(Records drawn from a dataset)
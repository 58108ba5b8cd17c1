//! Handlers for operator setup endpoints (`/admin`).
//!
//! All three are gated by [`SetupAccess`]; they are never open HTTP
//! surface. Migration runs go through the coordinator so concurrent
//! triggers cannot start two runs.

use std::sync::Arc;

use axum::extract::State;
use axum::http::StatusCode;
use axum::Json;
use parc_core::error::CoreError;
use parc_core::roles::Role;
use parc_db::models::user::{CreateUser, UserResponse};
use parc_db::repositories::UserRepo;
use serde::Deserialize;
use serde_json::{json, Value};
use validator::Validate;

use crate::auth::password::{hash_password, validate_password_strength};
use crate::error::{AppError, AppResult};
use crate::extract::AppJson;
use crate::setup::{MigrationState, SetupAccess};
use crate::state::AppState;

/// Minimum password length for the bootstrap admin account.
const MIN_PASSWORD_LENGTH: usize = 12;

/// Request body for `POST /admin/bootstrap`.
#[derive(Debug, Deserialize, Validate)]
pub struct BootstrapRequest {
    #[validate(email(message = "must be a valid email address"))]
    pub email: String,
    pub password: String,
    #[validate(length(min = 1, max = 100, message = "must be 1-100 characters"))]
    pub first_name: String,
    #[validate(length(min = 1, max = 100, message = "must be 1-100 characters"))]
    pub last_name: String,
}

/// POST /api/admin/migrate
///
/// Start a migration run in the background. Returns 202 Accepted, or 409
/// `MIGRATION_RUNNING` when a run is already in flight.
pub async fn start_migration(
    State(state): State<AppState>,
    _access: SetupAccess,
) -> AppResult<(StatusCode, Json<Value>)> {
    state.migrations.try_begin()?;

    let pool = state.pool.clone();
    let coordinator = Arc::clone(&state.migrations);
    tokio::spawn(async move {
        match parc_db::run_migrations(&pool).await {
            Ok(()) => {
                tracing::info!("Migration run completed");
                coordinator.complete();
            }
            Err(e) => {
                tracing::error!(error = %e, "Migration run failed");
                coordinator.fail(e.to_string());
            }
        }
    });

    Ok((StatusCode::ACCEPTED, Json(json!({ "status": "running" }))))
}

/// GET /api/admin/migrate/status
pub async fn migration_status(
    State(state): State<AppState>,
    _access: SetupAccess,
) -> AppResult<Json<MigrationState>> {
    Ok(Json(state.migrations.snapshot()))
}

/// POST /api/admin/bootstrap
///
/// Create the initial admin account. Refuses with 409 `ADMIN_EXISTS`
/// once any admin exists, so it cannot be replayed.
pub async fn bootstrap_admin(
    State(state): State<AppState>,
    _access: SetupAccess,
    AppJson(input): AppJson<BootstrapRequest>,
) -> AppResult<(StatusCode, Json<UserResponse>)> {
    input.validate()?;
    validate_password_strength(&input.password, MIN_PASSWORD_LENGTH)
        .map_err(|msg| AppError::Core(CoreError::Validation(msg)))?;

    if UserRepo::has_admin(&state.pool).await? {
        return Err(AppError::Core(CoreError::Conflict {
            code: "ADMIN_EXISTS",
            message: "An admin account already exists".to_string(),
        }));
    }

    let hashed = hash_password(&input.password)
        .map_err(|e| AppError::Internal(format!("Password hashing error: {e}")))?;

    let create_dto = CreateUser {
        email: input.email,
        password_hash: hashed,
        first_name: input.first_name,
        last_name: input.last_name,
        role: Role::Admin.as_str().to_string(),
    };

    let user = UserRepo::create(&state.pool, &create_dto).await?;
    Ok((StatusCode::CREATED, Json(user.to_response())))
}
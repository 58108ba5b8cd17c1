//! Domain layer for the parc asset inventory.
//!
//! Holds the entity-schema abstraction that drives the generic CRUD
//! endpoints, the static catalog of managed entities, the role
//! enumeration, and the domain error type shared by every crate.

pub mod catalog;
pub mod error;
pub mod roles;
pub mod schema;
pub mod types;
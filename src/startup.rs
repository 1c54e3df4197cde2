use std::net::TcpListener;
use std::time::Duration;

use axum::Router;
use axum::extract::{DefaultBodyLimit, Request};
use axum::http::{HeaderValue, header};
use axum::middleware::Next;
use axum::response::{Json, Response};
use axum::routing::{get, post};
use sqlx::PgPool;
use sqlx::postgres::PgPoolOptions;
use tower_http::cors::{Any, CorsLayer};
use tower_http::trace::TraceLayer;
use utoipa::OpenApi;

use crate::configuration::{DatabaseSettings, Settings};
use crate::routes::{
    ApiDoc, create_blog, delete_blog, get_blog, health_check, like_blog, list_blogs, list_tags,
    post_comment, read_blog, update_blog,
};

const MAX_CONNECT_ATTEMPTS: u32 = 10;
const CONNECT_RETRY_DELAY: Duration = Duration::from_secs(2);

/// API request bodies are capped at 5 MB.
const MAX_BODY_BYTES: usize = 5 * 1024 * 1024;

#[derive(Clone)]
pub struct AppState {
    pub db: PgPool,
}

/// Establish the storage connection at startup, retrying up to
/// [`MAX_CONNECT_ATTEMPTS`] times with a fixed delay and logging each failed
/// attempt with its ordinal. The final failure propagates to the caller -
/// there is no partial startup, and mid-life connection loss is not handled
/// here.
pub async fn connect_with_retry(
    db_configuration: &DatabaseSettings,
) -> Result<PgPool, sqlx::Error> {
    let mut attempt = 1;
    loop {
        match PgPoolOptions::new()
            .connect_with(db_configuration.connect_options())
            .await
        {
            Ok(connection_pool) => {
                tracing::info!("Database connection established");
                return Ok(connection_pool);
            }
            Err(error) => {
                tracing::warn!(
                    "Database connect attempt {}/{} failed: {}",
                    attempt,
                    MAX_CONNECT_ATTEMPTS,
                    error
                );
                if attempt == MAX_CONNECT_ATTEMPTS {
                    return Err(error);
                }
                tokio::time::sleep(CONNECT_RETRY_DELAY).await;
                attempt += 1;
            }
        }
    }
}

pub struct Application {
    port: u16,
    listener: TcpListener,
    connection_pool: PgPool,
}

impl Application {
    pub async fn build(configuration: Settings) -> Result<Self, anyhow::Error> {
        let connection_pool = connect_with_retry(&configuration.database).await?;
        let address = format!(
            "{}:{}",
            configuration.application.host, configuration.application.port
        );
        let listener = TcpListener::bind(address)?;
        listener.set_nonblocking(true)?;
        let port = listener.local_addr()?.port();

        Ok(Self {
            port,
            listener,
            connection_pool,
        })
    }

    pub fn port(&self) -> u16 {
        self.port
    }

    pub async fn run_until_stopped(self) -> Result<(), std::io::Error> {
        let app_state = AppState {
            db: self.connection_pool,
        };

        let cors = CorsLayer::new()
            .allow_origin(Any)
            .allow_methods(Any)
            .allow_headers(Any);

        let app = Router::new()
            .route("/health", get(health_check))
            .route("/api-docs/openapi.json", get(openapi_json))
            .nest(
                "/api/blogs",
                Router::new()
                    .route("/", get(list_blogs).post(create_blog))
                    .route("/tags", get(list_tags))
                    .route("/{id}/like", post(like_blog))
                    .route("/{id}/read", post(read_blog))
                    .route("/{id}/comments", post(post_comment))
                    .route(
                        "/{id}",
                        get(get_blog).put(update_blog).delete(delete_blog),
                    )
                    .route_layer(axum::middleware::from_fn(no_store_headers)),
            )
            .with_state(app_state)
            .layer(DefaultBodyLimit::max(MAX_BODY_BYTES))
            .layer(cors)
            .layer(TraceLayer::new_for_http());

        let listener = tokio::net::TcpListener::from_std(self.listener)?;
        axum::serve(listener, app).await?;
        Ok(())
    }
}

async fn openapi_json() -> Json<utoipa::openapi::OpenApi> {
    Json(ApiDoc::openapi())
}

// API responses must always be fresh: disable HTTP caching on every /api
// route.
async fn no_store_headers(request: Request, next: Next) -> Response {
    let mut response = next.run(request).await;
    let headers = response.headers_mut();
    headers.insert(
        header::CACHE_CONTROL,
        HeaderValue::from_static("no-store, no-cache, must-revalidate"),
    );
    headers.insert(header::PRAGMA, HeaderValue::from_static("no-cache"));
    response
}
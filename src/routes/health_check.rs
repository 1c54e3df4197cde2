use axum::Json;
use serde::Serialize;

#[derive(Serialize, utoipa::ToSchema)]
pub struct HealthResponse {
    pub ok: bool,
}

/// Health check endpoint
///
/// Returns `{"ok": true}` unconditionally while the service is running.
#[utoipa::path(
    get,
    path = "/health",
    tag = "health",
    responses(
        (status = 200, description = "Service is healthy", body = HealthResponse)
    )
)]
pub async fn health_check() -> Json<HealthResponse> {
    Json(HealthResponse { ok: true })
}
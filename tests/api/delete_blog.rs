use crate::helpers::{assert_json_response, count_blocks};
use crate::test_app::spawn_app;
use uuid::Uuid;

#[tokio::test]
async fn delete_returns_204_and_removes_the_post() {
    // Arrange
    let app = spawn_app().await;
    let blog_id = app
        .create_blog_returning_id(&serde_json::json!({ "title": "doomed", "content": "x" }))
        .await;

    // Act
    let response = app.delete_blog(blog_id).await;

    // Assert
    assert_eq!(response.status().as_u16(), 204);
    assert!(response.text().await.unwrap().is_empty());

    let get_response = app.get_blog(blog_id).await;
    assert_eq!(get_response.status().as_u16(), 404);
}

#[tokio::test]
async fn delete_cascades_to_content_blocks() {
    // Arrange
    let app = spawn_app().await;
    let blog_id = app
        .create_blog_returning_id(&serde_json::json!({
            "title": "doomed",
            "blocks": [
                { "type": "richtext", "content": "a" },
                { "type": "html", "content": "<p>b</p>" }
            ]
        }))
        .await;
    assert_eq!(count_blocks(&app.db_connection_pool, blog_id).await, 2);

    // Act
    let response = app.delete_blog(blog_id).await;

    // Assert - no orphaned blocks remain
    assert_eq!(response.status().as_u16(), 204);
    assert_eq!(count_blocks(&app.db_connection_pool, blog_id).await, 0);
}

#[tokio::test]
async fn delete_nonexistent_post_returns_404() {
    // Arrange
    let app = spawn_app().await;

    // Act
    let response = app.delete_blog(Uuid::new_v4()).await;

    // Assert
    assert_eq!(response.status().as_u16(), 404);
    let error_body: serde_json::Value = assert_json_response(response).await;
    assert_eq!(error_body["error"].as_str().unwrap(), "Not found");
}
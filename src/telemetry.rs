use tracing::Subscriber;
use tracing::subscriber::set_global_default;
use tracing_bunyan_formatter::{BunyanFormattingLayer, JsonStorageLayer};
use tracing_log::LogTracer;
use tracing_subscriber::fmt::MakeWriter;
use tracing_subscriber::{EnvFilter, Registry, layer::SubscriberExt};

/// Compose multiple layers into a `tracing`'s subscriber.
///
/// # Implementation Notes
///
/// We are using `impl Subscriber` as return type to avoid having to spell out
/// the actual type of the returned subscriber, which is indeed quite complex.
pub fn get_subscriber<Sink>(
    name: String,
    env_filter: String,
    sink: Sink,
) -> impl Subscriber + Sync + Send
where
    Sink: for<'a> MakeWriter<'a> + Send + Sync + 'static,
{
    let env_filter =
        EnvFilter::try_from_default_env().unwrap_or_else(|_| EnvFilter::new(env_filter));
    let formatting_layer = BunyanFormattingLayer::new(name, sink);
    Registry::default()
        .with(env_filter)
        .with(JsonStorageLayer)
        .with(formatting_layer)
}

/// Register a subscriber as global default to process span data.
///
/// It should only be called once!
pub fn init_subscriber(subscriber: impl Subscriber + Sync + Send) {
    LogTracer::init().expect("Failed to set logger");
    set_global_default(subscriber).expect("Failed to set subscriber");
}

Aim of the task.
Wherever a line above includes the string "startup", count it; give only the final tally.

Response below.
3